Though schooling and travel took him far away, William Carlos Williams always returned to his hometown of Rutherford, New Jersey, which remained a central presence in his work. Williams was born in 1883 in Rutherford, near the city of Paterson. He attended school in New York, Switzerland, and Paris, and received his MD from the University of Pennsylvania, where he began lifelong friendships with Ezra Pound and H. D. After finishing medical school, he went to Germany to study advanced pediatrics, and then traveled to the Netherlands, France, Spain, and England, where he visited Pound.

Williams returned home to Rutherford and, in 1910, set up a private medical practice, eventually becoming the head pediatrician of Passiac General Hospital in nearby Paterson. At the same time, he began publishing his work in small magazines, and by 1909 had published his first collection, Poems.

In 1913, a year after marrying his wife, Flossie, Williams bought a home at 9 Ridge Road, where the couple raised their two sons and lived for the rest of their lives. He maintained a home office for his private practice and a writing studio in the attic, where he observed through the window the goings-on of the town and overheard bits of conversation from the streets below, all of which he incorporated into his writing.

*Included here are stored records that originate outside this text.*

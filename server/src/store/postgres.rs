use async_trait::async_trait;
use sqlx::postgres::{PgPool, PgPoolOptions};
use sqlx::{Postgres, Transaction};
use uuid::Uuid;

use super::{StoreTx, TicketStore};
use crate::models::{Event, Reservation, User};
use crate::utils::error::AppError;

const UNIQUE_VIOLATION: &str = "23505";

const EVENT_COLUMNS: &str = "id, organizer_id, name, description, location, start_time, end_time, \
     price, total_tickets, available_tickets, created_at, updated_at";

const USER_COLUMNS: &str = "id, username, is_staff, password_hash, created_at";

const RESERVATION_COLUMNS: &str =
    "id, event_id, user_id, name, surname, quantity, canceled, created_at";

/// PostgreSQL store. Ledger transactions run at the default READ COMMITTED
/// isolation and take `FOR UPDATE` row locks on the rows they adjust.
#[derive(Clone)]
pub struct PgStore {
    pool: PgPool,
}

impl PgStore {
    pub fn new(pool: PgPool) -> Self {
        Self { pool }
    }

    pub async fn connect(database_url: &str, max_connections: u32) -> Result<Self, AppError> {
        let pool = PgPoolOptions::new()
            .max_connections(max_connections)
            .connect(database_url)
            .await?;

        tracing::info!("Successfully connected to database");

        sqlx::migrate!()
            .run(&pool)
            .await
            .map_err(|e| AppError::InternalServerError(format!("Failed to run migrations: {e}")))?;

        tracing::info!("Migrations run successfully");

        Ok(Self::new(pool))
    }
}

#[async_trait]
impl TicketStore for PgStore {
    async fn begin(&self) -> Result<Box<dyn StoreTx>, AppError> {
        let tx = self.pool.begin().await?;
        Ok(Box::new(PgTx { tx }))
    }

    async fn insert_event(&self, event: &Event) -> Result<(), AppError> {
        sqlx::query(
            r#"
            INSERT INTO events (
                id, organizer_id, name, description, location, start_time, end_time,
                price, total_tickets, available_tickets, created_at, updated_at
            )
            VALUES ($1, $2, $3, $4, $5, $6, $7, $8, $9, $10, $11, $12)
            "#,
        )
        .bind(event.id)
        .bind(event.organizer_id)
        .bind(&event.name)
        .bind(&event.description)
        .bind(&event.location)
        .bind(event.start_time)
        .bind(event.end_time)
        .bind(event.price)
        .bind(event.total_tickets)
        .bind(event.available_tickets)
        .bind(event.created_at)
        .bind(event.updated_at)
        .execute(&self.pool)
        .await?;
        Ok(())
    }

    async fn list_events(&self) -> Result<Vec<Event>, AppError> {
        let events = sqlx::query_as::<_, Event>(&format!(
            "SELECT {EVENT_COLUMNS} FROM events ORDER BY start_time"
        ))
        .fetch_all(&self.pool)
        .await?;
        Ok(events)
    }

    async fn get_event(&self, id: Uuid) -> Result<Option<Event>, AppError> {
        let event = sqlx::query_as::<_, Event>(&format!(
            "SELECT {EVENT_COLUMNS} FROM events WHERE id = $1"
        ))
        .bind(id)
        .fetch_optional(&self.pool)
        .await?;
        Ok(event)
    }

    async fn get_reservation(&self, id: Uuid) -> Result<Option<Reservation>, AppError> {
        let reservation = sqlx::query_as::<_, Reservation>(&format!(
            "SELECT {RESERVATION_COLUMNS} FROM reservations WHERE id = $1"
        ))
        .bind(id)
        .fetch_optional(&self.pool)
        .await?;
        Ok(reservation)
    }

    async fn list_active_reservations(&self, user_id: Uuid) -> Result<Vec<Reservation>, AppError> {
        let reservations = sqlx::query_as::<_, Reservation>(&format!(
            "SELECT {RESERVATION_COLUMNS} FROM reservations \
             WHERE user_id = $1 AND canceled = FALSE ORDER BY created_at DESC"
        ))
        .bind(user_id)
        .fetch_all(&self.pool)
        .await?;
        Ok(reservations)
    }

    async fn insert_user(&self, user: &User, token: &str) -> Result<(), AppError> {
        let mut tx = self.pool.begin().await?;

        let inserted = sqlx::query(
            "INSERT INTO users (id, username, is_staff, password_hash, created_at) \
             VALUES ($1, $2, $3, $4, $5)",
        )
        .bind(user.id)
        .bind(&user.username)
        .bind(user.is_staff)
        .bind(&user.password_hash)
        .bind(user.created_at)
        .execute(&mut *tx)
        .await;

        if let Err(sqlx::Error::Database(db_err)) = &inserted {
            if db_err.code().as_deref() == Some(UNIQUE_VIOLATION) {
                return Err(AppError::ValidationError(format!(
                    "Username '{}' is already taken",
                    user.username
                )));
            }
        }
        inserted?;

        insert_token(&mut *tx, user.id, token).await?;
        tx.commit().await?;
        Ok(())
    }

    async fn add_token(&self, user_id: Uuid, token: &str) -> Result<(), AppError> {
        insert_token(&self.pool, user_id, token).await
    }

    async fn revoke_other_tokens(&self, user_id: Uuid, keep: &str) -> Result<(), AppError> {
        sqlx::query("DELETE FROM api_tokens WHERE user_id = $1 AND token <> $2")
            .bind(user_id)
            .bind(keep)
            .execute(&self.pool)
            .await?;
        Ok(())
    }

    async fn find_user_by_token(&self, token: &str) -> Result<Option<User>, AppError> {
        let user = sqlx::query_as::<_, User>(
            r#"
            SELECT u.id, u.username, u.is_staff, u.password_hash, u.created_at
            FROM api_tokens t
            JOIN users u ON u.id = t.user_id
            WHERE t.token = $1
            "#,
        )
        .bind(token)
        .fetch_optional(&self.pool)
        .await?;
        Ok(user)
    }

    async fn find_user_by_username(&self, username: &str) -> Result<Option<User>, AppError> {
        let user = sqlx::query_as::<_, User>(&format!(
            "SELECT {USER_COLUMNS} FROM users WHERE username = $1"
        ))
        .bind(username)
        .fetch_optional(&self.pool)
        .await?;
        Ok(user)
    }
}

async fn insert_token<'e, E>(executor: E, user_id: Uuid, token: &str) -> Result<(), AppError>
where
    E: sqlx::PgExecutor<'e>,
{
    let inserted = sqlx::query("INSERT INTO api_tokens (token, user_id) VALUES ($1, $2)")
        .bind(token)
        .bind(user_id)
        .execute(executor)
        .await;

    match inserted {
        Ok(_) => Ok(()),
        Err(sqlx::Error::Database(db_err)) if db_err.code().as_deref() == Some(UNIQUE_VIOLATION) => {
            Err(AppError::ValidationError("Token is already issued".to_string()))
        }
        Err(e) => Err(e.into()),
    }
}

struct PgTx {
    tx: Transaction<'static, Postgres>,
}

#[async_trait]
impl StoreTx for PgTx {
    async fn lock_event(&mut self, id: Uuid) -> Result<Option<Event>, AppError> {
        let event = sqlx::query_as::<_, Event>(&format!(
            "SELECT {EVENT_COLUMNS} FROM events WHERE id = $1 FOR UPDATE"
        ))
        .bind(id)
        .fetch_optional(&mut *self.tx)
        .await?;
        Ok(event)
    }

    async fn set_available_tickets(
        &mut self,
        event_id: Uuid,
        available: i32,
    ) -> Result<(), AppError> {
        let result = sqlx::query(
            "UPDATE events SET available_tickets = $2, updated_at = NOW() WHERE id = $1",
        )
        .bind(event_id)
        .bind(available)
        .execute(&mut *self.tx)
        .await?;

        if result.rows_affected() == 0 {
            return Err(AppError::NotFound(format!(
                "Event '{}' was not found",
                event_id
            )));
        }
        Ok(())
    }

    async fn lock_reservation(&mut self, id: Uuid) -> Result<Option<Reservation>, AppError> {
        let reservation = sqlx::query_as::<_, Reservation>(&format!(
            "SELECT {RESERVATION_COLUMNS} FROM reservations WHERE id = $1 FOR UPDATE"
        ))
        .bind(id)
        .fetch_optional(&mut *self.tx)
        .await?;
        Ok(reservation)
    }

    async fn insert_reservation(&mut self, reservation: &Reservation) -> Result<(), AppError> {
        sqlx::query(
            r#"
            INSERT INTO reservations (
                id, event_id, user_id, name, surname, quantity, canceled, created_at
            )
            VALUES ($1, $2, $3, $4, $5, $6, $7, $8)
            "#,
        )
        .bind(reservation.id)
        .bind(reservation.event_id)
        .bind(reservation.user_id)
        .bind(&reservation.name)
        .bind(&reservation.surname)
        .bind(reservation.quantity)
        .bind(reservation.canceled)
        .bind(reservation.created_at)
        .execute(&mut *self.tx)
        .await?;
        Ok(())
    }

    async fn update_reservation(&mut self, reservation: &Reservation) -> Result<(), AppError> {
        let result = sqlx::query(
            r#"
            UPDATE reservations
            SET name = $2, surname = $3, quantity = $4, canceled = $5
            WHERE id = $1
            "#,
        )
        .bind(reservation.id)
        .bind(&reservation.name)
        .bind(&reservation.surname)
        .bind(reservation.quantity)
        .bind(reservation.canceled)
        .execute(&mut *self.tx)
        .await?;

        if result.rows_affected() == 0 {
            return Err(AppError::NotFound(format!(
                "Reservation '{}' was not found",
                reservation.id
            )));
        }
        Ok(())
    }

    async fn delete_reservation(&mut self, id: Uuid) -> Result<(), AppError> {
        sqlx::query("DELETE FROM reservations WHERE id = $1")
            .bind(id)
            .execute(&mut *self.tx)
            .await?;
        Ok(())
    }

    async fn commit(self: Box<Self>) -> Result<(), AppError> {
        let PgTx { tx } = *self;
        tx.commit().await?;
        Ok(())
    }
}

Surrounding the house were flower gardens that Williams passionately tended to in his spare time. Many flowers, whether from his garden or in local fields, appear in his poems, including daisies, primroses, Queen Anne's lace, and tulips.

While many of his contemporaries were enamored with European literary traditions, Williams sought to "pioneer a distinctively American poetic based on speech rhythms," writes Herbert Leibowitz in his book "Something Urgent I Have to Say to You": The Life and Works of William Carlos Williams (Farrar, Straus and Giroux, 2011). He was deeply inspired by the working class townspeople of Rutherford, especially the patients he treated everyday.

Throughout Williams's work, one encounters Rutherford—the Passaic River, Erie Railroad Station, Hackensack Meadows, Paterson Falls—especially in his epic sequence Paterson, which he labored over for nearly two decades. "You are never far from Rutherford in any of Williams's poems—together they create a composite of the town," writes Leibowitz of the poem.

In 1982, the Williams Center for the Arts—a nonprofit multicultural performing arts center and cinema constructed around the Rivoli, a 1920s vaudeville theater, and located just two blocks from Williams's home—was opened in the poet's honor.